From the first record to the last, write out each one exactly.

_Record extracts_
________________

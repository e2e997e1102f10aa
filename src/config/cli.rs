//! CLI argument parsing using clap.
//!
//! Defines the command-line interface with all options and subcommands.

use std::path::PathBuf;

use clap::{Parser, Subcommand};

/// layerseg-config: resolve patch collection configurations
///
/// Fills every absent field of a configuration file from override parameters
/// and defaults, probing the first input file for scan geometry, and prints
/// the result.
#[derive(Debug, Parser)]
#[command(name = "layerseg-config")]
#[command(version, about, long_about = None)]
pub struct Cli {
    /// Subcommand to run
    #[command(subcommand)]
    pub command: Option<Command>,

    /// Path to the base configuration file
    #[arg(long, short)]
    pub config: Option<PathBuf>,

    /// Path to a file of override parameters (takes precedence over --config)
    #[arg(long, short)]
    pub overrides: Option<PathBuf>,

    /// Directory holding the scans
    #[arg(long = "data-dir")]
    pub data_dir: Option<PathBuf>,

    /// Directory holding the ground truth (defaults to the data directory)
    #[arg(long = "label-dir")]
    pub label_dir: Option<PathBuf>,

    /// Input file name (can be specified multiple times; default: every file in the data directory)
    #[arg(long = "file", value_name = "NAME")]
    pub files: Vec<String>,

    /// Print the resolved configuration as JSON
    #[arg(long)]
    pub json: bool,

    /// Enable verbose logging
    #[arg(long, short)]
    pub verbose: bool,
}

/// Subcommands for layerseg-config
#[derive(Debug, Subcommand)]
pub enum Command {
    /// Generate a default configuration file
    Init {
        /// Output path for the configuration file
        #[arg(long, short, default_value = "layerseg.toml")]
        output: PathBuf,
    },
}

impl Cli {
    /// Parses CLI arguments from the command line.
    #[must_use]
    pub fn parse_args() -> Self {
        Self::parse()
    }

    /// Parses CLI arguments from an iterator (useful for testing).
    pub fn parse_from_iter<I, T>(iter: I) -> Self
    where
        I: IntoIterator<Item = T>,
        T: Into<std::ffi::OsString> + Clone,
    {
        Self::parse_from(iter)
    }

    /// Returns true if this is the init command.
    #[must_use]
    pub const fn is_init(&self) -> bool {
        matches!(self.command, Some(Command::Init { .. }))
    }
}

________________

_Output for this exercise_
repository e2e997e1102f10aa
filename src/config/cli.rs
//! CLI argument parsing using clap.
//!
//! Defines the command-line interface with all options and subcommands.

use std::path::PathBuf;

use clap::{Parser, Subcommand};

/// layerseg-config: resolve patch collection configurations
///
/// Fills every absent field of a configuration file from override parameters
/// and defaults, probing the first input file for scan geometry, and prints
/// the result.
#[derive(Debug, Parser)]
#[command(name = "layerseg-config")]
#[command(version, about, long_about = None)]
pub struct Cli {
    /// Subcommand to run
    #[command(subcommand)]
    pub command: Option<Command>,

    /// Path to the base configuration file
    #[arg(long, short)]
    pub config: Option<PathBuf>,

    /// Path to a file of override parameters (takes precedence over --config)
    #[arg(long, short)]
    pub overrides: Option<PathBuf>,

    /// Directory holding the scans
    #[arg(long = "data-dir")]
    pub data_dir: Option<PathBuf>,

    /// Directory holding the ground truth (defaults to the data directory)
    #[arg(long = "label-dir")]
    pub label_dir: Option<PathBuf>,

    /// Input file name (can be specified multiple times; default: every file in the data directory)
    #[arg(long = "file", value_name = "NAME")]
    pub files: Vec<String>,

    /// Print the resolved configuration as JSON
    #[arg(long)]
    pub json: bool,

    /// Enable verbose logging
    #[arg(long, short)]
    pub verbose: bool,
}

/// Subcommands for layerseg-config
#[derive(Debug, Subcommand)]
pub enum Command {
    /// Generate a default configuration file
    Init {
        /// Output path for the configuration file
        #[arg(long, short, default_value = "layerseg.toml")]
        output: PathBuf,
    },
}

impl Cli {
    /// Parses CLI arguments from the command line.
    #[must_use]
    pub fn parse_args() -> Self {
        Self::parse()
    }

    /// Parses CLI arguments from an iterator (useful for testing).
    pub fn parse_from_iter<I, T>(iter: I) -> Self
    where
        I: IntoIterator<Item = T>,
        T: Into<std::ffi::OsString> + Clone,
    {
        Self::parse_from(iter)
    }

    /// Returns true if this is the init command.
    #[must_use]
    pub const fn is_init(&self) -> bool {
        matches!(self.command, Some(Command::Init { .. }))
    }
}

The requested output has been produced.